J'avoue que depuis ce matin à la lecture de l'arrêté du 11 mai 2009 relatif aux définitions de certaines catégories de recherches biomédicales (JO du 23 mai 2009), je suis dubitatif !
Où se trouve la logique de la recherche biomédicale française, s'il en existe une ?
Petit rappel des faits :
1. Le ministère de la santé est à l'initiative (avant-projet de loi HPST) et soutient la proposition de loi Jardé (reprise de du chapitre 4 de l'avant-projet de loi HPST relatif à la modernisation de la recherche clinique)
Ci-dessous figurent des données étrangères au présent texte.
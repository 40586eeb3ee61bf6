//! CPU-side sprite atlas packing.

use std::path::{Path, PathBuf};

use image::imageops::{self, FilterType};
use image::{Rgba, RgbaImage};
use log::{info, warn};

use crate::error::AssetError;

/// Edge length, in texels, of every atlas tile.
pub const TILE_SIZE: u32 = 64;

/// Tile index reserved for the solid white texel block.
pub const WHITE_TILE: usize = 0;

#[derive(Debug, Clone, Copy, PartialEq)]
pub struct UvRect {
    pub min: [f32; 2],
    pub max: [f32; 2],
}

/// An image to place in the atlas, and the colour used if it cannot be read.
#[derive(Debug, Clone)]
pub struct TileSource {
    pub path: PathBuf,
    pub fallback: [u8; 4],
}

impl TileSource {
    pub fn new(path: impl Into<PathBuf>, fallback: [u8; 4]) -> Self {
        Self {
            path: path.into(),
            fallback,
        }
    }
}

/// Helper for calculating atlas UV coordinates
#[derive(Debug, Clone, Copy)]
pub struct AtlasUVHelper {
    atlas_size: u32,
    tile_size: f32,
}

impl AtlasUVHelper {
    pub fn new(num_textures: usize) -> Self {
        let atlas_size = ((num_textures.max(1)) as f32).sqrt().ceil() as u32;
        let tile_size = 1.0 / atlas_size as f32;
        Self { atlas_size, tile_size }
    }

    pub fn grid_size(&self) -> u32 {
        self.atlas_size
    }

    /// Texel origin of a tile inside the atlas image.
    pub fn tile_origin(&self, index: usize) -> (u32, u32) {
        let index = index as u32;
        (
            (index % self.atlas_size) * TILE_SIZE,
            (index / self.atlas_size) * TILE_SIZE,
        )
    }

    /// UV rectangle covering one tile.
    pub fn tile_uv(&self, index: usize) -> UvRect {
        let index = index as u32;
        let tile_x = (index % self.atlas_size) as f32 * self.tile_size;
        let tile_y = (index / self.atlas_size) as f32 * self.tile_size;
        UvRect {
            min: [tile_x, tile_y],
            max: [tile_x + self.tile_size, tile_y + self.tile_size],
        }
    }
}

/// Packed atlas image plus the UV rectangle of each tile.
pub struct SpriteAtlas {
    pub image: RgbaImage,
    regions: Vec<UvRect>,
}

impl SpriteAtlas {
    /// Packs the white tile followed by `sources`, in order. Unreadable
    /// images become solid tiles of their fallback colour.
    pub fn build(sources: &[TileSource]) -> Self {
        let mut tiles = Vec::with_capacity(sources.len() + 1);
        tiles.push(solid_tile([255, 255, 255, 255]));
        for source in sources {
            let tile = load_tile(&source.path).unwrap_or_else(|e| {
                warn!("{}, using placeholder colour", e);
                solid_tile(source.fallback)
            });
            tiles.push(tile);
        }
        Self::from_tiles(&tiles)
    }

    fn from_tiles(tiles: &[RgbaImage]) -> Self {
        let helper = AtlasUVHelper::new(tiles.len());
        let side = helper.grid_size() * TILE_SIZE;
        let mut image = RgbaImage::new(side, side);
        let mut regions = Vec::with_capacity(tiles.len());

        for (i, tile) in tiles.iter().enumerate() {
            let (x, y) = helper.tile_origin(i);
            imageops::replace(&mut image, tile, x as i64, y as i64);
            regions.push(helper.tile_uv(i));
        }

        info!(
            "Created sprite atlas: {}x{} with {} tiles in {}x{} grid",
            side,
            side,
            tiles.len(),
            helper.grid_size(),
            helper.grid_size()
        );
        Self { image, regions }
    }

    pub fn region(&self, index: usize) -> UvRect {
        self.regions
            .get(index)
            .copied()
            .unwrap_or(self.regions[WHITE_TILE])
    }

    pub fn white(&self) -> UvRect {
        self.regions[WHITE_TILE]
    }

    pub fn len(&self) -> usize {
        self.regions.len()
    }

    pub fn is_empty(&self) -> bool {
        self.regions.is_empty()
    }
}

fn solid_tile(color: [u8; 4]) -> RgbaImage {
    RgbaImage::from_pixel(TILE_SIZE, TILE_SIZE, Rgba(color))
}

fn load_tile(path: &Path) -> Result<RgbaImage, AssetError> {
    let img = image::open(path).map_err(|source| AssetError::Image {
        path: path.to_path_buf(),
        source,
    })?;
    let rgba = img.to_rgba8();
    info!("[atlas] Loaded sprite {}x{} from {}", rgba.width(), rgba.height(), path.display());
    Ok(imageops::resize(&rgba, TILE_SIZE, TILE_SIZE, FilterType::Nearest))
}

#[cfg(test)]
mod tests {
    use super::*;

    #[test]
    fn helper_lays_tiles_out_in_square_grid() {
        let helper = AtlasUVHelper::new(5);
        assert_eq!(helper.grid_size(), 3);
        assert_eq!(helper.tile_origin(4), (TILE_SIZE, TILE_SIZE));
        let uv = helper.tile_uv(4);
        assert!((uv.min[0] - 1.0 / 3.0).abs() < 1e-6);
        assert!((uv.max[1] - 2.0 / 3.0).abs() < 1e-6);
    }

    #[test]
    fn missing_images_fall_back_to_solid_colour() {
        let atlas = SpriteAtlas::build(&[
            TileSource::new("no/such/sprite.png", [10, 20, 30, 255]),
            TileSource::new("no/such/other.png", [0, 0, 0, 0]),
        ]);
        assert_eq!(atlas.len(), 3);
        assert_eq!(atlas.image.width(), 2 * TILE_SIZE);
        assert_eq!(*atlas.image.get_pixel(0, 0), Rgba([255, 255, 255, 255]));
        assert_eq!(*atlas.image.get_pixel(TILE_SIZE + 5, 5), Rgba([10, 20, 30, 255]));
        assert_eq!(*atlas.image.get_pixel(5, TILE_SIZE + 5), Rgba([0, 0, 0, 0]));
    }

    #[test]
    fn unknown_region_falls_back_to_white() {
        let atlas = SpriteAtlas::build(&[]);
        assert_eq!(atlas.len(), 1);
        assert_eq!(atlas.region(7), atlas.white());
        assert_eq!(atlas.white(), UvRect { min: [0.0, 0.0], max: [1.0, 1.0] });
    }
}
use std::time::Instant;

use winit::application::ApplicationHandler;
use winit::event::{ElementState, WindowEvent};
use winit::event_loop::ActiveEventLoop;
use winit::keyboard::PhysicalKey;
use winit::window::WindowId;
use log::{debug, error, info, warn};

use crate::engine::audio::AudioPlayer;
use crate::engine::graphics::renderer::Renderer;
use crate::engine::input::InputHandler;
use crate::engine::window::WindowManager;
use crate::game::assets::{self, SpriteSheet};
use crate::game::config::GameConfig;
use crate::game::state::{FixedTimestep, GameState};
use crate::game::world::camera::Camera2D;
use crate::game::world::scene;

pub struct App {
    window_manager: WindowManager,
    renderer: Option<Renderer>,
    sprites: Option<SpriteSheet>,
    camera: Camera2D,
    input_handler: InputHandler,
    state: GameState,
    timestep: FixedTimestep,
    audio: AudioPlayer,
    last_frame: Option<Instant>,
}

impl App {
    pub fn new(config: GameConfig) -> Self {
        let audio = if config.audio.enabled {
            let bank = assets::load_sound_bank(&config.assets);
            AudioPlayer::start(bank, config.audio.volume).unwrap_or_else(|e| {
                warn!("{}, continuing without sound", e);
                AudioPlayer::disabled()
            })
        } else {
            info!("Audio disabled by configuration");
            AudioPlayer::disabled()
        };

        Self {
            window_manager: WindowManager::new(),
            renderer: None,
            sprites: None,
            camera: Camera2D::new(config.screen.width, config.screen.height),
            input_handler: InputHandler::new(),
            timestep: FixedTimestep::new(config.rules.tick_rate),
            state: GameState::new(config),
            audio,
            last_frame: None,
        }
    }

    fn init_graphics(&mut self, event_loop: &ActiveEventLoop) -> Result<(), Box<dyn std::error::Error>> {
        let config = self.state.config();
        let (width, height) = config.window_size();
        let window = self.window_manager.create_window(event_loop, &config.window.title, width, height)?;

        let sprites = SpriteSheet::load(&config.assets);
        let renderer = pollster::block_on(Renderer::new(window, &sprites.atlas.image))?;

        self.renderer = Some(renderer);
        self.sprites = Some(sprites);
        Ok(())
    }

    /// Runs however many fixed ticks the elapsed time calls for.
    fn update(&mut self) {
        let now = Instant::now();
        let elapsed = self.last_frame.map(|last| now - last).unwrap_or_default();
        self.last_frame = Some(now);

        for _ in 0..self.timestep.advance(elapsed) {
            let input = self.input_handler.snapshot();
            self.input_handler.end_tick();
            for event in self.state.tick(&input) {
                debug!("{:?}", event);
                if !self.audio.is_enabled() {
                    continue;
                }
                if let Some(cue) = assets::sound_for(&event) {
                    self.audio.play(cue);
                }
            }
        }

        self.state.update_frame_count();
        if let Some(fps) = self.state.update_fps_display() {
            debug!("FPS: {}", fps);
        }
    }

    fn draw(&mut self, event_loop: &ActiveEventLoop) {
        let (Some(renderer), Some(sprites)) = (&mut self.renderer, &self.sprites) else {
            return;
        };
        let instances = scene::build_scene(&self.state, sprites);
        match renderer.render(&self.camera, &instances) {
            Ok(()) => {}
            Err(wgpu::SurfaceError::Lost | wgpu::SurfaceError::Outdated) => {
                debug!("Surface lost, reconfiguring");
                renderer.reconfigure();
            }
            Err(wgpu::SurfaceError::OutOfMemory) => {
                error!("Out of GPU memory, exiting");
                event_loop.exit();
            }
            Err(e) => warn!("Render error: {:?}", e),
        }
    }
}

impl ApplicationHandler for App {
    fn resumed(&mut self, event_loop: &ActiveEventLoop) {
        if self.renderer.is_some() {
            return;
        }
        if let Err(e) = self.init_graphics(event_loop) {
            error!("Failed to initialise graphics: {}", e);
            event_loop.exit();
        }
    }

    fn window_event(&mut self, event_loop: &ActiveEventLoop, _id: WindowId, event: WindowEvent) {
        match event {
            WindowEvent::CloseRequested => {
                info!("Close requested, high score this session: {}", self.state.high_score);
                event_loop.exit();
            },
            WindowEvent::RedrawRequested => {
                self.update();
                self.draw(event_loop);
                self.window_manager.request_redraw();
            }
            WindowEvent::Resized(physical_size) => {
                if let Some(renderer) = &mut self.renderer {
                    renderer.resize(physical_size);
                }
            }
            WindowEvent::KeyboardInput { event, .. } => {
                if let PhysicalKey::Code(keycode) = event.physical_key {
                    let pressed = event.state == ElementState::Pressed;
                    self.input_handler.handle_keyboard_input_event(keycode, pressed);
                }
            }
            WindowEvent::Focused(focused) => {
                self.input_handler.handle_window_focus(focused);
            }
            _ => (),
        }
    }
}
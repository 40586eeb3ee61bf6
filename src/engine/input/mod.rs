//! Input handling module
//! This module turns keyboard and focus events into per-tick game actions.

pub mod handler;

pub use handler::{FrameInput, InputHandler};
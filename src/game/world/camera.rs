use glam::{Mat4, Vec2};

/// Region of the window the playfield is drawn into, in physical pixels.
#[derive(Debug, Clone, Copy, PartialEq)]
pub struct Viewport {
    pub x: f32,
    pub y: f32,
    pub width: f32,
    pub height: f32,
}

/// Orthographic camera over the fixed logical playfield.
pub struct Camera2D {
    pub logical_size: Vec2,
}

impl Camera2D {
    pub fn new(width: f32, height: f32) -> Self {
        Self {
            logical_size: Vec2::new(width, height),
        }
    }

    /// Largest centred viewport that keeps the playfield's aspect ratio.
    pub fn viewport(&self, window_width: u32, window_height: u32) -> Viewport {
        let window = Vec2::new(window_width as f32, window_height as f32);
        let scale = (window.x / self.logical_size.x).min(window.y / self.logical_size.y);
        let size = self.logical_size * scale;
        let offset = (window - size) * 0.5;
        Viewport {
            x: offset.x.floor(),
            y: offset.y.floor(),
            width: size.x.floor().max(1.0),
            height: size.y.floor().max(1.0),
        }
    }

    /// Maps logical coordinates (origin top-left, y down) to clip space.
    pub fn view_proj_mat(&self) -> Mat4 {
        Mat4::orthographic_rh(0.0, self.logical_size.x, self.logical_size.y, 0.0, -1.0, 1.0)
    }

    pub fn create_view_proj(&self) -> [[f32; 4]; 4] {
        self.view_proj_mat().to_cols_array_2d()
    }
}
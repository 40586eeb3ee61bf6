//! Game-specific logic and features.

pub mod assets;
pub mod config;
pub mod player;
pub mod state;
pub mod world;

// Re-export commonly used types
pub use config::GameConfig;
pub use state::{GamePhase, GameState};
pub use world::{app::App, camera::Camera2D, simulation::World};
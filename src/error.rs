//! Error types shared across the crate.

use std::path::PathBuf;

use thiserror::Error;

#[derive(Debug, Error)]
pub enum ConfigError {
    #[error("failed to read config file '{path}': {source}")]
    Io {
        path: PathBuf,
        #[source]
        source: std::io::Error,
    },
    #[error("failed to parse config: {0}")]
    Parse(#[from] toml::de::Error),
    #[error("invalid config: {0}")]
    Invalid(String),
}

#[derive(Debug, Error)]
pub enum AssetError {
    #[error("failed to load image '{path}': {source}")]
    Image {
        path: PathBuf,
        #[source]
        source: image::ImageError,
    },
}

#[derive(Debug, Error)]
pub enum AudioError {
    #[error("failed to spawn audio thread: {0}")]
    Spawn(#[source] std::io::Error),
}

#[derive(Debug, Error)]
pub enum GraphicsError {
    #[error("failed to create surface: {0}")]
    Surface(#[from] wgpu::CreateSurfaceError),
    #[error("no compatible graphics adapter found")]
    NoAdapter,
    #[error("failed to request device: {0}")]
    Device(#[from] wgpu::RequestDeviceError),
    #[error("surface reports no supported formats")]
    NoSurfaceFormat,
}
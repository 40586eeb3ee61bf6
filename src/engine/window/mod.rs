//! Window creation and lifetime.

pub mod manager;

pub use manager::WindowManager;
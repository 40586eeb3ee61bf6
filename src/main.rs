//! Application entry point.

use std::path::PathBuf;

use winit::event_loop::{ControlFlow, EventLoop};
use log::{info, error};

use ebisan::game::config::DEFAULT_CONFIG_PATH;
use ebisan::{App, GameConfig};

fn main() -> Result<(), Box<dyn std::error::Error>> {
    // Allows the log level to be set through the RUST_LOG env var.
    env_logger::Builder::from_env(env_logger::Env::default().default_filter_or("warn,ebisan=info")).init();
    info!("Logger initialized");

    let config_path = std::env::args()
        .nth(1)
        .map(PathBuf::from)
        .unwrap_or_else(|| PathBuf::from(DEFAULT_CONFIG_PATH));
    let config = GameConfig::load_or_default(&config_path).map_err(|e| {
        error!("{}", e);
        e
    })?;

    let event_loop = EventLoop::new().map_err(|e| {
        error!("Failed to create event loop: {:?}", e);
        e
    })?;
    event_loop.set_control_flow(ControlFlow::Poll);

    // Start the main app loop
    let mut app = App::new(config);
    if let Err(e) = event_loop.run_app(&mut app) {
        error!("Application error: {:?}", e);
        return Err(Box::new(e));
    }

    Ok(())
}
Assemblée Nationale – Séance du jeudi 22 janvier 2009, extrait :
« Mme Roselyne Bachelot-Narquin, ministre de la santé. (...) En conclusion, je soutiens la proposition de loi qui est soumise à l'Assemblée. Elle simplifiera les procédures d'encadrement de la recherche sur la personne, et harmonisera les dispositions issues de lois différentes (...) »
2. Cette proposition de loi prévoit la suppression des « recherches biomédicales » au profit de « recherches interventionnelles », c'est-à-dire les recherches comportant une intervention non justifiée par la prise en charge médicale habituelle de la personne.
Assemblée Nationale – Séance du jeudi 22 janvier 2009, extrait :
« Mme Roselyne Bachelot-Narquin, ministre de la santé. La loi distinguera désormais au sein des recherches sur la personne trois sous-catégories :
Premièrement, les recherches interventionnelles, qui reprennent sans changement les dispositions actuelles des « recherches biomédicales » (...); »
3. Cette proposition de loi est adoptée en 1ère lecture devant l'Assemblée Nationale (TA n°229)
4. Alors que les recherches biomédicales sont en passe de disparaître, le Ministère de la santé publie un arrêté qui définit certaines recherches biomédicales.
Il s'agit des recherches biomédicales portant sur des dispositifs médicaux de diagnostic in vitro, des produits cosmétiques et des produits sanguins labiles, des organes, des tissus d'origine humaine ou animale et des préparations de thérapie cellulaire.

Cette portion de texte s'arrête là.